Speaking of the Breeders Cup, I just have one word to sum it up... AWESOME. Being my first horse race I didn't really know what to expect, but I did expect a good turnout of Great LA Boobs...and they were out in full force my friends. 80,000 people, sun is shining, ear to ear grins, and a full day of pure enjoyment just around the corner.

So we walked into Santa Anita just prior to the third race when I saw horse # 7 Alburtus Maximus strut out. He had a look about him so I figured he is a good first ever horse bet... and what do you know, he won. Obviously I got cocky and got clobbered the rest of the day until the big race of the day, when it was Curlin vs. Europe's finest.

Now I must tell you, we have been giving my idiot savant gambling buddy fields.com 5 bucks a race for him to place obscure combinations, much to no avail. So prior to the big two races, he asks for $10 a race and none of us hesitate of course. So while everyone, including myself, was dissapointed when Curlin lost, Fields.com had the slightest smirk on his face and uttered the words, "this could pay a lot." To make a long story short, he bet on the three horses to finish 1st, 2nd, and 3rd. This is why I loved putting all my trust in the kid for all my bets. In the next 15 minutes we figured out that the amount all of us won was more than enough to enjoy quite a few lap dances....

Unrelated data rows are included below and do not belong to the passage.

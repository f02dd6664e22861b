//! Core data types: node kinds, edge kinds, rights, and access-control entries.

use serde::{Deserialize, Serialize};
use std::fmt;

/// Label carried by every filesystem node (Exe, Dll, Directory).
pub const INODE_LABEL: &str = "INode";

/// Kind tag for every node in the graph.
///
/// Edge construction switches on this tag rather than on separate structs
/// per node type.
#[derive(Debug, Clone, Copy, PartialEq, Eq, Hash, PartialOrd, Ord, Serialize, Deserialize)]
#[serde(rename_all = "lowercase")]
pub enum NodeKind {
    /// Executable image.
    Exe,
    /// Library image.
    Dll,
    /// Filesystem directory.
    Directory,
    /// User or group.
    Principal,
    /// Service, task, autorun entry, or observed process.
    Runner,
    /// Imported or forwarded symbol/module.
    Dependency,
}

impl NodeKind {
    /// All node kinds, in load order.
    pub const ALL: [NodeKind; 6] = [
        NodeKind::Directory,
        NodeKind::Exe,
        NodeKind::Dll,
        NodeKind::Principal,
        NodeKind::Runner,
        NodeKind::Dependency,
    ];

    /// Primary graph label.
    pub fn label(self) -> &'static str {
        match self {
            Self::Exe => "Exe",
            Self::Dll => "Dll",
            Self::Directory => "Directory",
            Self::Principal => "Principal",
            Self::Runner => "Runner",
            Self::Dependency => "Dep",
        }
    }

    /// Every label the node carries (primary first).
    pub fn labels(self) -> &'static [&'static str] {
        match self {
            Self::Exe => &["Exe", INODE_LABEL],
            Self::Dll => &["Dll", INODE_LABEL],
            Self::Directory => &["Directory", INODE_LABEL],
            Self::Principal => &["Principal"],
            Self::Runner => &["Runner"],
            Self::Dependency => &["Dep"],
        }
    }

    /// Human-readable identity property (unique per kind).
    pub fn identity_property(self) -> &'static str {
        if self.is_securable() {
            "path"
        } else {
            "name"
        }
    }

    /// Staging store file name for this kind.
    pub fn store_file(self) -> &'static str {
        match self {
            Self::Exe => "exes.csv",
            Self::Dll => "dlls.csv",
            Self::Directory => "dirs.csv",
            Self::Principal => "principals.csv",
            Self::Runner => "runners.csv",
            Self::Dependency => "deps.csv",
        }
    }

    /// True for filesystem objects that carry a DACL and a parent.
    pub fn is_securable(self) -> bool {
        matches!(self, Self::Exe | Self::Dll | Self::Directory)
    }

    /// Parses a primary label back to a kind.
    pub fn from_label(label: &str) -> Option<Self> {
        Self::ALL.into_iter().find(|k| k.label() == label)
    }
}

impl fmt::Display for NodeKind {
    fn fmt(&self, f: &mut fmt::Formatter<'_>) -> fmt::Result {
        f.write_str(self.label())
    }
}

/// Rights whose possession is materialized as an edge.
#[derive(Debug, Clone, Copy, PartialEq, Eq, Hash, PartialOrd, Ord)]
pub enum AbusableRight {
    /// Can take ownership.
    WriteOwner,
    /// Can rewrite the DACL.
    WriteDacl,
    /// Can write properties.
    WriteProp,
    /// Full control.
    GenericAll,
    /// Write access.
    GenericWrite,
    /// Extended/control access.
    ControlAccess,
}

impl AbusableRight {
    /// The full allow-list.
    pub const ALL: [AbusableRight; 6] = [
        AbusableRight::WriteOwner,
        AbusableRight::WriteDacl,
        AbusableRight::WriteProp,
        AbusableRight::GenericAll,
        AbusableRight::GenericWrite,
        AbusableRight::ControlAccess,
    ];

    /// Right name, also used as the edge type.
    pub fn as_str(self) -> &'static str {
        match self {
            Self::WriteOwner => "WRITE_OWNER",
            Self::WriteDacl => "WRITE_DACL",
            Self::WriteProp => "WRITE_PROP",
            Self::GenericAll => "GENERIC_ALL",
            Self::GenericWrite => "GENERIC_WRITE",
            Self::ControlAccess => "CONTROL_ACCESS",
        }
    }

    /// Looks up an observed right string; `None` means "observed, not abusable".
    ///
    /// # Examples
    ///
    /// ```
    /// use privmap_core::AbusableRight;
    ///
    /// assert_eq!(AbusableRight::parse("generic_all"), Some(AbusableRight::GenericAll));
    /// assert_eq!(AbusableRight::parse("READ"), None);
    /// ```
    pub fn parse(right: &str) -> Option<Self> {
        let right = right.trim();
        Self::ALL
            .into_iter()
            .find(|r| r.as_str().eq_ignore_ascii_case(right))
    }
}

impl fmt::Display for AbusableRight {
    fn fmt(&self, f: &mut fmt::Formatter<'_>) -> fmt::Result {
        f.write_str(self.as_str())
    }
}

/// Edge types created by the relationship constructor.
#[derive(Debug, Clone, Copy, PartialEq, Eq, Hash, PartialOrd, Ord)]
pub enum EdgeKind {
    /// Directory → FileObject/Directory.
    Contains,
    /// Principal → FileObject/Directory (owner or group).
    Owns,
    /// Principal → Principal (group).
    MemberOf,
    /// Directory → Runner whose executable lives there.
    Hosts,
    /// Runner → Principal it executes as.
    RunsAs,
    /// Exe → Runner that launches it.
    ExecutedBy,
    /// Dependency → FileObject importing it.
    ImportedBy,
    /// FileObject → Dependency it forwards to.
    Forwards,
    /// Principal → object, typed by the abusable right.
    Acl(AbusableRight),
}

impl EdgeKind {
    /// Relationship type name.
    pub fn as_str(self) -> &'static str {
        match self {
            Self::Contains => "CONTAINS",
            Self::Owns => "OWNS",
            Self::MemberOf => "MEMBER_OF",
            Self::Hosts => "HOSTS",
            Self::RunsAs => "RUNS_AS",
            Self::ExecutedBy => "EXECUTED_BY",
            Self::ImportedBy => "IMPORTED_BY",
            Self::Forwards => "FORWARDS",
            Self::Acl(right) => right.as_str(),
        }
    }

    /// Parses a relationship type name.
    pub fn parse(name: &str) -> Option<Self> {
        let name = name.trim().to_ascii_uppercase();
        let fixed = match name.as_str() {
            "CONTAINS" => Some(Self::Contains),
            "OWNS" => Some(Self::Owns),
            "MEMBER_OF" => Some(Self::MemberOf),
            "HOSTS" => Some(Self::Hosts),
            "RUNS_AS" => Some(Self::RunsAs),
            "EXECUTED_BY" => Some(Self::ExecutedBy),
            "IMPORTED_BY" => Some(Self::ImportedBy),
            "FORWARDS" => Some(Self::Forwards),
            _ => None,
        };
        fixed.or_else(|| AbusableRight::parse(&name).map(Self::Acl))
    }
}

impl fmt::Display for EdgeKind {
    fn fmt(&self, f: &mut fmt::Formatter<'_>) -> fmt::Result {
        f.write_str(self.as_str())
    }
}

/// Whether a principal is a user or a group.
#[derive(Debug, Clone, Copy, PartialEq, Eq, Hash, Default, Serialize, Deserialize)]
#[serde(rename_all = "lowercase")]
pub enum PrincipalKind {
    /// Individual account.
    User,
    /// Group account.
    Group,
    /// Seen only as an ACE/owner reference.
    #[default]
    Unknown,
}

impl PrincipalKind {
    /// Stored property value.
    pub fn as_str(self) -> &'static str {
        match self {
            Self::User => "user",
            Self::Group => "group",
            Self::Unknown => "unknown",
        }
    }
}

/// Mechanism that makes an executable run.
#[derive(Debug, Clone, Copy, PartialEq, Eq, Hash, Serialize, Deserialize)]
#[serde(rename_all = "lowercase")]
pub enum RunnerKind {
    /// Service manager entry.
    Service,
    /// Scheduled task.
    Task,
    /// Autorun (run key, startup folder).
    Autorun,
    /// Running process observed with its owning token.
    Process,
}

impl RunnerKind {
    /// Stored property value.
    pub fn as_str(self) -> &'static str {
        match self {
            Self::Service => "service",
            Self::Task => "task",
            Self::Autorun => "autorun",
            Self::Process => "process",
        }
    }
}

/// How a file references a dependency.
#[derive(Debug, Clone, Copy, PartialEq, Eq, Hash, Serialize, Deserialize)]
#[serde(rename_all = "lowercase")]
pub enum LinkKind {
    /// Import table entry.
    Import,
    /// Export forwarded to another module.
    Forward,
}

/// One access-control entry as returned by the access resolver.
///
/// Basic and object ACEs carry their trustee differently; callers use
/// [`Ace::trustee`] instead of inspecting variants.
#[derive(Debug, Clone, PartialEq, Eq)]
pub enum Ace {
    /// Plain allow/deny entry.
    Basic {
        /// Raw principal identifier (SID or uid/gid form).
        trustee: String,
        /// Right names granted.
        rights: Vec<String>,
    },
    /// Object-specific entry (carries object GUIDs).
    Object {
        /// Raw principal identifier.
        trustee: String,
        /// Right names granted.
        rights: Vec<String>,
        /// Object type GUID, if present.
        object_type: Option<String>,
        /// Inherited object type GUID, if present.
        inherited_object_type: Option<String>,
    },
}

impl Ace {
    /// Raw identifier of the principal this entry grants rights to.
    pub fn trustee(&self) -> &str {
        match self {
            Ace::Basic { trustee, .. } => trustee,
            Ace::Object { trustee, .. } => trustee,
        }
    }

    /// Rights granted by this entry.
    pub fn rights(&self) -> &[String] {
        match self {
            Ace::Basic { rights, .. } | Ace::Object { rights, .. } => rights,
        }
    }
}

/// Owner, group, and entries of one securable object.
#[derive(Debug, Clone, Default, PartialEq, Eq)]
pub struct SecurityDescriptor {
    /// Raw owner identifier.
    pub owner: Option<String>,
    /// Raw primary group identifier.
    pub group: Option<String>,
    /// Ordered entries.
    pub aces: Vec<Ace>,
}
//! Cypher text for each [`Statement`].

use super::{Endpoint, JoinSpec, LinkSpec, RunSummary, Statement};
use crate::error::StoreError;
use serde::Deserialize;
use std::collections::BTreeMap;

/// Query text plus the `$rows` parameter, if the statement carries rows.
#[derive(Debug, Clone, PartialEq, Eq)]
pub struct CypherQuery {
    /// Cypher source.
    pub text: String,
    /// Value bound to `$rows`.
    pub rows: Option<Vec<BTreeMap<String, String>>>,
    /// The query runs server-side batches and returns one [`BatchOutcome`] row.
    pub batched: bool,
}

impl CypherQuery {
    fn plain(text: String) -> Self {
        Self {
            text,
            rows: None,
            batched: false,
        }
    }

    fn with_rows(text: String, rows: Vec<BTreeMap<String, String>>) -> Self {
        Self {
            text,
            rows: Some(rows),
            batched: false,
        }
    }

    fn batched(text: String) -> Self {
        Self {
            text,
            rows: None,
            batched: true,
        }
    }
}

/// The row returned by a batched statement.
///
/// A batch that fails inside `apoc.periodic.iterate` does not fail the
/// call itself; it only shows up here.
#[derive(Debug, Clone, Default, PartialEq, Eq, Deserialize)]
pub struct BatchOutcome {
    /// Batches run.
    pub batches: i64,
    /// Outer rows processed.
    pub total: i64,
    /// Batches that failed.
    #[serde(rename = "failedBatches")]
    pub failed_batches: i64,
    /// Distinct error messages from failed batches.
    #[serde(default)]
    pub errors: Vec<String>,
    /// Relationships created across all batches.
    #[serde(rename = "relationshipsCreated", default)]
    pub relationships_created: i64,
}

impl BatchOutcome {
    /// Turns the outcome into a summary, or an error if any batch failed.
    pub fn into_summary(self) -> Result<RunSummary, StoreError> {
        if self.failed_batches > 0 {
            return Err(StoreError::Query(format!(
                "{} of {} batches failed: {}",
                self.failed_batches,
                self.batches,
                if self.errors.is_empty() {
                    "no message".to_string()
                } else {
                    self.errors.join("; ")
                }
            )));
        }
        Ok(RunSummary {
            nodes_created: 0,
            relationships_created: self.relationships_created.max(0) as u64,
        })
    }
}

/// Renders a statement.
///
/// Labels, property names and relationship types are fixed identifiers
/// chosen by this crate; every observed value travels as a parameter.
///
/// # Examples
///
/// ```
/// use privmap_core::store::{render, Statement};
///
/// let q = render(&Statement::UniqueConstraint { label: "Exe", property: "nid" });
/// assert!(q.text.contains("REQUIRE n.nid IS UNIQUE"));
/// ```
pub fn render(statement: &Statement) -> CypherQuery {
    match statement {
        Statement::UniqueConstraint { label, property } => CypherQuery::plain(format!(
            "CREATE CONSTRAINT {} IF NOT EXISTS FOR (n:{}) REQUIRE n.{} IS UNIQUE",
            schema_name(label, property, "unique"),
            label,
            property
        )),
        Statement::Index { label, property } => CypherQuery::plain(format!(
            "CREATE INDEX {} IF NOT EXISTS FOR (n:{}) ON (n.{})",
            schema_name(label, property, "idx"),
            label,
            property
        )),
        Statement::CreateNodes { kind, rows } => CypherQuery::with_rows(
            format!("UNWIND $rows AS row CREATE (n:{}) SET n = row", kind.labels().join(":")),
            rows.iter().map(|r| r.props.clone()).collect(),
        ),
        Statement::Join(join) => CypherQuery::batched(render_join(join)),
        Statement::Link(link) => render_link(link),
        Statement::DeleteAll { chunk } => {
            CypherQuery::batched(periodic("MATCH (n) RETURN n", "DETACH DELETE n", *chunk))
        }
        Statement::DropSchema => CypherQuery::plain("CALL apoc.schema.assert({}, {}, true)".to_string()),
    }
}

fn schema_name(label: &str, property: &str, suffix: &str) -> String {
    format!("{}_{}_{}", label.to_lowercase(), property, suffix)
}

/// Server-side batched join.
///
/// The outer query scans whichever side holds the reference (the side
/// whose property is not `nid`); the inner query looks the other side up
/// through its constraint or index.
fn render_join(join: &JoinSpec) -> String {
    let JoinSpec {
        edge,
        from,
        to,
        chunk,
    } = join;
    let (outer, inner) = if to.property != "nid" {
        (
            scan("b", to),
            format!(
                "MATCH (a:{} {{{}: b.{}}}) MERGE (a)-[:{}]->(b)",
                from.label, from.property, to.property, edge
            ),
        )
    } else {
        (
            scan("a", from),
            format!(
                "MATCH (b:{} {{{}: a.{}}}) MERGE (a)-[:{}]->(b)",
                to.label, to.property, from.property, edge
            ),
        )
    };
    periodic(&outer, &inner, *chunk)
}

/// `apoc.periodic.iterate` call returning the [`BatchOutcome`] columns.
fn periodic(outer: &str, inner: &str, chunk: usize) -> String {
    format!(
        "CALL apoc.periodic.iterate(\"{}\", \"{}\", {{batchSize: {}, parallel: false}}) \
         YIELD batches, total, failedBatches, errorMessages, updateStatistics \
         RETURN batches, total, failedBatches, keys(errorMessages) AS errors, \
         coalesce(updateStatistics.relationshipsCreated, 0) AS relationshipsCreated",
        outer, inner, chunk
    )
}

fn scan(var: &str, side: &Endpoint) -> String {
    format!(
        "MATCH ({v}:{}) WHERE {v}.{} IS NOT NULL RETURN {v}",
        side.label,
        side.property,
        v = var
    )
}

fn render_link(link: &LinkSpec) -> CypherQuery {
    let rows = link
        .pairs
        .iter()
        .map(|(from, to)| {
            BTreeMap::from([
                ("from".to_string(), from.as_hex()),
                ("to".to_string(), to.as_hex()),
            ])
        })
        .collect();
    CypherQuery::with_rows(
        format!(
            "UNWIND $rows AS row MATCH (a:{} {{nid: row.from}}) MATCH (b:{} {{nid: row.to}}) MERGE (a)-[:{}]->(b)",
            link.from_label, link.to_label, link.edge
        ),
        rows,
    )
}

And on to the lap dances. When did full on touching become allowed/encouraged at Gentleman's clubs? Not that I'm complaining (The Lovely Chrisssssssssssssssssssssssssstana anyone?). And when did they start bringing out the A team @ 7:00? Yea, they had a couple of B teamers, even C teamers, but they had some quality first rounders early... kudos to pico riviera.

You know that your weekend is out of control when you hang out with a daytime Soap actress whose trivia portion of her IMPD page states one thing and one thing only: "Once dated Weird Al". So from Weird Al to Weird Me. A pretty smooth transition me thinks.

And I wonder why I got sick and missed the last two days of work...



Post

Wednesday, October 22, 2008

UFC 90,Retiring @ 37, Breeders Cup, boycotting Facebook & batting .137 on Match.com


Sorry. I have been slacking on the blog, and I apologize. Because there is an Awesome UFC fight card this weekend in my old town of Chicago, I decided to provide you with my girlfriend (on the computer) Edith Larente. In case you are looking for more, here is a kind of NSFW pic. She's definitely in Boner Jams '03.

I love the Spider (Anderson Silva) and Koscheck, so I hope they both win, but Tiago Alves' nickname is the pitbull, and if he doesn't look like a Pitbull, then I don't look like an Anteater.

After being a desk jockey and not taking risk, I've become soft. I used to want to be like this guy and tell everyone that they are dumb and soft... but now I am dumb and soft. After reading this I'm getting back to my roots and Slangin em and always, ALWAYS rolling the dice. I only live once.

Speaking of slangin em and rolling the dice, I'll be heading out to the Breeders Cup World Championships this Sat with my boy Fields.com who is an idiot savant at horse race gambling, so we expect to be coming home with close to 100 times what we went out there with. Curlin has been LOVING the new surface during his warm ups and might win by 20 lengths. 7-5 odds suck, but it's still easy money.

Facebook's headline should be: "Facebook: When you want to stalk a girl you hooked up with 8 years ago b/c you are down in the dumps and you want to remember that you were cool at one time." Or "Facebook: I am extremely narcissistic and want to show everyone how much fun I am having and how my pictures are better than yours." This is why I avoid Facebook like the plague. I really don't want anyone knowing what I'm doing. Nothing good comes out of that.

On a final note, is my match.com profile really that bad? Cripes! When you get cold in real life, I guess it seeps over into online dating as well. I can't so much as get a little nibble unless the girl lives 500 miles away... with her parents... and her vision is far worse than 20/20.

Thanks for reading and I'll sign off with my political endorsement...
"Mayor, Goldie Wilson, I like the sound of that!"